Короче говоря, к моему возвращению из плена семья отца нужды в основных съестных припасах не испытывала. Отец считался средним крестьянином, или, как было принято говорить, середняком.
Мой брат Петр кроме крестьянской работы у отца служил еще у новой советской власти милиционером.
Таковы были семьи моего отца и старших сестры и брата весной 1918 года и их материальное положение.
Во время завтрака к нам в избу вошел юноша лет восемнадцати, поздоровался, поздравил меня с благополучным возвращением из плена и непринужденно сел, как свой, на переднюю лавку. Закурил. Я смотрел на него, пытаясь вспомнить, кто это такой, и молчал.
— Федя, да ты не узнаешь, что ли, родню-то? — спросил меня Илюша. — Ведь это же Ванюшка Григория Васильевича.
Действительно, узнать его было трудно. Когда я уезжал в Австрию, Ванюшка был четырнадцатилетним
— А ты знаешь, у Григория Васильевича теперь в нашем селе лавка, отбивает покупателей у своего братца Ивана Васильевича, — сказал отец, когда Ванюшка ушел.
Братья лавочники Иван и Григорий Васильевичи Кудрявцевы были племянники моего отца. Иван открыл в селе лавку еще до войны и стал отбивать покупателей у своего родственника Николая Спиридоныча, имеющего лавку в соседней деревне. Теперь у него самого стал отбивать покупателей родной брат. Но дела у всех троих шли плохо. Война разорила страну, и добывать нужный деревне товар стало все труднее. А тут еще эта пролетарская революция, которая не обещает им ничего хорошего. Но пока что все они торгуют, закупают товар у оптовых фирм в Ярославле, Рыбинске и других городах и ездят за ним на своих лошадях на станцию.
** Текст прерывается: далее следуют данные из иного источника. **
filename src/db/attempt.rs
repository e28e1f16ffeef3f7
// src/db/attempt.rs

use std::collections::HashMap;

use chrono::{DateTime, Utc};
use sqlx::{FromRow, SqlitePool};

use crate::error::AppError;
use crate::grading;
use crate::models::{
    assessment::Assessment,
    attempt::{Attempt, AttemptSummary},
    question::AnswerValue,
};
use crate::scheduling;

#[derive(FromRow)]
struct AttemptRow {
    id: i64,
    assessment_id: i64,
    user_id: i64,
    submitted_at: DateTime<Utc>,
    raw_answers: String,
    per_question: String,
    score_percent: i64,
    letter_grade: String,
}

impl AttemptRow {
    fn into_attempt(self) -> Result<Attempt, AppError> {
        let raw_answers: HashMap<i64, AnswerValue> = serde_json::from_str(&self.raw_answers)
            .map_err(|e| {
                tracing::error!("Corrupt raw_answers for attempt {}: {}", self.id, e);
                AppError::InternalServerError(e.to_string())
            })?;
        let per_question: HashMap<i64, bool> = serde_json::from_str(&self.per_question)
            .map_err(|e| {
                tracing::error!("Corrupt per_question for attempt {}: {}", self.id, e);
                AppError::InternalServerError(e.to_string())
            })?;

        Ok(Attempt {
            id: self.id,
            assessment_id: self.assessment_id,
            user_id: self.user_id,
            submitted_at: self.submitted_at,
            raw_answers,
            per_question,
            score_percent: self.score_percent,
            letter_grade: self.letter_grade,
        })
    }
}

/// Grades and persists one submission.
///
/// The `(assessment_id, user_id)` unique index makes the reject-duplicate
/// policy atomic: under a concurrent double-submit exactly one insert wins,
/// the other maps to `DuplicateAttempt`. A failed write persists nothing.
pub async fn record_attempt(
    pool: &SqlitePool,
    assessment: &Assessment,
    user_id: i64,
    raw_answers: HashMap<i64, AnswerValue>,
    now: DateTime<Utc>,
) -> Result<Attempt, AppError> {
    if !scheduling::can_submit(assessment.close_at, now) {
        return Err(AppError::AssessmentClosed);
    }
    if assessment.questions.is_empty() {
        return Err(AppError::EmptyAssessment);
    }

    let outcome = grading::score(&assessment.questions, &raw_answers);

    let raw_answers_json = serde_json::to_string(&raw_answers)
        .map_err(|e| AppError::InternalServerError(e.to_string()))?;
    let per_question_json = serde_json::to_string(&outcome.per_question)
        .map_err(|e| AppError::InternalServerError(e.to_string()))?;

    let id: i64 = sqlx::query_scalar(
        r#"
        INSERT INTO attempts
        (assessment_id, user_id, submitted_at, raw_answers, per_question, score_percent, letter_grade)
        VALUES ($1, $2, $3, $4, $5, $6, $7)
        RETURNING id
        "#,
    )
    .bind(assessment.id)
    .bind(user_id)
    .bind(now)
    .bind(&raw_answers_json)
    .bind(&per_question_json)
    .bind(outcome.percent)
    .bind(&outcome.letter_grade)
    .fetch_one(pool)
    .await
    .map_err(|e| {
        let msg = e.to_string();
        if msg.contains("UNIQUE constraint failed") {
            AppError::DuplicateAttempt
        } else if msg.contains("database is locked") {
            AppError::PersistenceConflict
        } else {
            tracing::error!("Failed to insert attempt: {:?}", e);
            AppError::InternalServerError(msg)
        }
    })?;

    Ok(Attempt {
        id,
        assessment_id: assessment.id,
        user_id,
        submitted_at: now,
        raw_answers,
        per_question: outcome.per_question,
        score_percent: outcome.percent,
        letter_grade: outcome.letter_grade,
    })
}

pub async fn get_attempt(
    pool: &SqlitePool,
    assessment_id: i64,
    user_id: i64,
) -> Result<Option<Attempt>, AppError> {
    let row: Option<AttemptRow> = sqlx::query_as(
        r#"
        SELECT id, assessment_id, user_id, submitted_at, raw_answers, per_question,
               score_percent, letter_grade
        FROM attempts
        WHERE assessment_id = $1 AND user_id = $2
        "#,
    )
    .bind(assessment_id)
    .bind(user_id)
    .fetch_optional(pool)
    .await?;

    row.map(AttemptRow::into_attempt).transpose()
}

/// Author-facing listing for the results dashboard.
///
/// Ranked listings order by score descending, otherwise by submission time.
pub async fn list_attempts(
    pool: &SqlitePool,
    assessment_id: i64,
    ranked: bool,
) -> Result<Vec<AttemptSummary>, AppError> {
    let order_by = if ranked {
        "a.score_percent DESC, a.submitted_at ASC"
    } else {
        "a.submitted_at ASC"
    };

    let query = format!(
        r#"
        SELECT a.user_id, u.username, a.score_percent, a.letter_grade, a.submitted_at
        FROM attempts a
        JOIN users u ON a.user_id = u.id
        WHERE a.assessment_id = $1
        ORDER BY {}
        "#,
        order_by
    );

    let rows = sqlx::query_as::<_, (i64, String, i64, String, DateTime<Utc>)>(&query)
        .bind(assessment_id)
        .fetch_all(pool)
        .await?;

    Ok(rows
        .into_iter()
        .map(
            |(user_id, username, score_percent, letter_grade, submitted_at)| AttemptSummary {
                user_id,
                username,
                score_percent,
                letter_grade,
                submitted_at,
            },
        )
        .collect())
}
После завтрака пришла с Поляны старшая сестра Рая. Взволнованно обнимала меня, целовала. Потом повела меня на кладбище поклониться могиле матери. Там она наплакалась, сожалея о том, что мать не видит, какие у нее выросли хорошие сыновья, и не может сегодня порадоваться моему приходу из плена.
Потом приходил повидаться старший брат Вася. Стесняясь своей бедности, посидел на задней лавке, шевеля своими красивыми усами и уныло пошутив, что его дом в селе самый крайний к полю и теперь люди называют его не Василий Кудрявцев, а Василий Полевой.
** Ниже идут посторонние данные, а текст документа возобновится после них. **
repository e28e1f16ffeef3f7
// src/main.rs

use std::net::SocketAddr;
use std::sync::Arc;
use std::time::Duration;

use assessly::config::Config;
use assessly::routes;
use assessly::services::{completion::SqlCompletionService, notify::LogNotifier};
use assessly::state::AppState;
use dotenvy::dotenv;
use sqlx::sqlite::SqlitePoolOptions;
use tracing_subscriber::{EnvFilter, fmt, layer::SubscriberExt, util::SubscriberInitExt};

#[tokio::main]
async fn main() {
    // Load .env file (if present)
    dotenv().ok();

    // Load configuration from environment
    let config = Config::from_env();

    let file_appender = tracing_appender::rolling::daily("logs", "app.log");
    let (non_blocking, _guard) = tracing_appender::non_blocking(file_appender);
    let env_filter = EnvFilter::new(&config.rust_log);
    let stdout_layer = fmt::layer().with_writer(std::io::stdout).with_target(false);
    let file_layer = fmt::layer().with_writer(non_blocking).with_ansi(false);

    // Initialize Tracing (Logging)
    tracing_subscriber::registry()
        .with(env_filter)
        .with(stdout_layer)
        .with(file_layer)
        .init();

    // Initialize Database Pool
    let pool = SqlitePoolOptions::new()
        .max_connections(5)
        .acquire_timeout(Duration::from_secs(3))
        .connect(&config.database_url)
        .await
        .expect("Failed to connect to database");

    tracing::info!("Database connected...");

    // Run Migrations Automatically
    tracing::info!("Running migrations...");
    sqlx::migrate!("./migrations")
        .run(&pool)
        .await
        .expect("Failed to run database migrations");
    tracing::info!("Migrations applied successfully.");

    // Create AppState with the default collaborator implementations
    let state = AppState {
        pool: pool.clone(),
        config: config.clone(),
        completion: Arc::new(SqlCompletionService::new(pool)),
        notifier: Arc::new(LogNotifier),
    };

    // Create the Axum application router
    let app = routes::create_router(state);

    // Bind to the listening address
    let addr = SocketAddr::from(([0, 0, 0, 0], 3000));
    tracing::info!("Listening on {}", addr);

    let listener = tokio::net::TcpListener::bind(addr).await.unwrap();

    // Start the server
    axum::serve(listener, app).await.unwrap();
}
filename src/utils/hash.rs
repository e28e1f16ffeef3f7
use argon2::{
    Argon2,
    password_hash::{PasswordHash, PasswordHasher, PasswordVerifier, SaltString, rand_core::OsRng},
};

use crate::error::AppError;

pub fn hash_password(password: &str) -> Result<String, AppError> {
    let salt = SaltString::generate(&mut OsRng);

    let argon2 = Argon2::default();

    let password_hash = argon2
        .hash_password(password.as_bytes(), &salt)
        .map_err(|e| AppError::InternalServerError(e.to_string()))?
        .to_string();

    Ok(password_hash)
}

pub fn verify_password(password: &str, password_hash: &str) -> Result<bool, AppError> {
    let parsed_hash = PasswordHash::new(password_hash)
        .map_err(|e| AppError::InternalServerError(e.to_string()))?;

    let result = Argon2::default().verify_password(password.as_bytes(), &parsed_hash);

    match result {
        Ok(_) => Ok(true),
        Err(_) => Ok(false),
    }
}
Вечером мы с братьями пошли на «беседу», то есть в избу, где собираются на посиделки девушки и парни. Батюшки, в каких красавиц превратились за эти четыре года, что я не был дома, наши девчонки-подростки Феня Сторожева, Катя Серышева и другие. А парни! Почти все мои сверстники и те, что помоложе меня, одеты в солдатскую форму, только без погон и кокард.
Но прошла веселая пора отдыха, пока в поле и на огороде было нечего делать. Началось время срочных деревенских работ.
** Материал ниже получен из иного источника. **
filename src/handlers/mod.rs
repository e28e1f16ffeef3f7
// src/handlers/mod.rs

pub mod assessment;
pub mod attempt;
pub mod auth;
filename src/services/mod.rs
// src/services/mod.rs

pub mod completion;
pub mod notify;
Сначала навозница, то есть вывозка со двора навоза на поля, и огородные работы — копка гряд и посадка картофеля и овощей. Это работа для женщин. И одновременно на полях разбивка и запашка навоза — это дело мужчин.
Отпраздновали престольный праздник «Десятую», в честь святой Параскевы Пятидесятницы, и началась страдная пора горячей крестьянской работы. Сенокос!
Какая это тяжелая в самую жаркую пору года и в то же время веселая работа! Косить траву встают очень рано, до восхода солнца. Сушить и убирать сено выходят принаряженные, особенно девушки и молодые женщины. Но эта веселая работа началась для меня с конфуза.
В утро начала сенокоса отец, братья и Шура встали очень рано. Я тоже. Они быстро оделись и вышли косить в загороде возле дома. Я немного замешкался, навертывая на ноги обмотки. Когда я вышел, все уже шли друг за другом, размахивая косами. Чувствуя себя неловко за опоздание и не зная, откуда мне приниматься косить, я спросил отца растерянно:
— Тятенька, а где же мой-то прокос?
Все прыснули со смеху. Дело в том, что прокосом называется та полоска земли со скошенной травой, по которой только что прошел косец. А я еще ни разу не тяпнул косой. Смеясь, вспомнили старый деревенский анекдот про парня, который, пожив полгода в городе, забыл, как называются грабли. Он вспомнил их название, когда наступил на их зубья и ручкой граблей его ударило по лбу. «Какой дурак бросил здесь грабли?!» — крикнул он. Словом, как я искал свой прокос, стало темой добродушных подшучиваний надо мной.